• Brief:
Below are records. Copy every line with "PlotPoints" in it.

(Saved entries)
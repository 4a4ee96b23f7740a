use eframe::egui::{Color32, Ui};
use egui_plot::{HLine, Legend, Line, Plot, PlotPoints, Points, VLine};
use rusty_thermo::data::thermal::{time_for_index, ANCHOR_TIME_S, REACH_TEMPERATURES};

use crate::color::generate_palette;
use crate::state::AppState;

// ---------------------------------------------------------------------------
// Temperature plot (central panel)
// ---------------------------------------------------------------------------

/// Plot the last run's log on its reindexed time axis, with the anchor and
/// the "time to reach" thresholds marked.
pub fn temperature_plot(ui: &mut Ui, state: &AppState) {
    let run = match &state.last_run {
        Some(run) => run,
        None => {
            ui.centered_and_justified(|ui: &mut Ui| {
                ui.heading("Fill in the sample form and press “Generate report”");
            });
            return;
        }
    };

    let anchor = run.metrics.anchor_index;
    let points: PlotPoints = run
        .column
        .present()
        .map(|(i, v)| [time_for_index(anchor, i) as f64, v])
        .collect();
    let anchor_point = run
        .column
        .get(anchor)
        .map(|v| vec![[ANCHOR_TIME_S as f64, v]])
        .unwrap_or_default();
    let colors = generate_palette(REACH_TEMPERATURES.len());

    Plot::new("temperature_plot")
        .legend(Legend::default())
        .x_axis_label("Elapsed time [s]")
        .y_axis_label("Temperature [°C]")
        .allow_boxed_zoom(true)
        .allow_drag(true)
        .allow_scroll(true)
        .allow_zoom(true)
        .show(ui, |plot_ui| {
            plot_ui.line(
                Line::new(points)
                    .name(&run.file_name)
                    .color(Color32::LIGHT_BLUE)
                    .width(1.5),
            );

            plot_ui.vline(VLine::new(ANCHOR_TIME_S as f64).name("60 s reference").color(Color32::GRAY));
            plot_ui.points(
                Points::new(anchor_point)
                    .radius(4.0)
                    .name("anchor")
                    .color(Color32::WHITE),
            );

            for (t, color) in REACH_TEMPERATURES.iter().zip(colors) {
                plot_ui.hline(HLine::new(*t).name(format!("{t} °C")).color(color));
            }
        });
}
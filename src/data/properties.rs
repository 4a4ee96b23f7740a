/// Operator-entered description of the sample.
#[derive(Debug, Clone, PartialEq)]
pub struct PhysicalInputs {
    pub sample_name: String,
    pub thickness_mm: f64,
    pub weight_g: f64,
    pub width_mm: f64,
    pub length_mm: f64,
    pub heat_setting: String,
    pub pressure: String,
    /// `YYYY-MM-DD`.
    pub evaluation_date: String,
    pub remarks: String,
}

/// Properties derived from the sample dimensions. Always finite.
#[derive(Debug, Clone, Copy, PartialEq)]
pub struct CalculatedProperties {
    /// g/m²
    pub areal_weight: f64,
    /// kg/m³
    pub density: f64,
}

impl CalculatedProperties {
    /// Areal weight and density from a rectangular sample.
    ///
    /// A zero area or volume yields `0.0` for the dependent value instead
    /// of an infinite or NaN result. So does any intermediate that leaves
    /// the `f64` range.
    pub fn compute(thickness_mm: f64, weight_g: f64, width_mm: f64, length_mm: f64) -> Self {
        let area_m2 = (width_mm * length_mm) / 1_000_000.0;
        let areal_weight = finite_ratio(weight_g, area_m2);

        let mass_kg = weight_g / 1000.0;
        let thickness_m = thickness_mm / 1000.0;
        let volume_m3 = area_m2 * thickness_m;
        let density = finite_ratio(mass_kg, volume_m3);

        Self {
            areal_weight,
            density,
        }
    }

    pub fn from_inputs(inputs: &PhysicalInputs) -> Self {
        let props = Self::compute(
            inputs.thickness_mm,
            inputs.weight_g,
            inputs.width_mm,
            inputs.length_mm,
        );
        log::info!(
            "Areal weight {:.2} g/m², density {:.2} kg/m³",
            props.areal_weight,
            props.density
        );
        props
    }
}

/// `numerator / divisor`, or `0.0` when the divisor is zero or the result
/// is not finite.
fn finite_ratio(numerator: f64, divisor: f64) -> f64 {
    if divisor == 0.0 || !divisor.is_finite() {
        return 0.0;
    }
    let ratio = numerator / divisor;
    if ratio.is_finite() {
        ratio
    } else {
        0.0
    }
}

/// Round half away from zero to two decimals, as written into the report.
pub fn round2(value: f64) -> f64 {
    (value * 100.0).round() / 100.0
}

• Output:
use egui_plot::{HLine, Legend, Line, Plot, PlotPoints, Points, VLine};
    let points: PlotPoints = run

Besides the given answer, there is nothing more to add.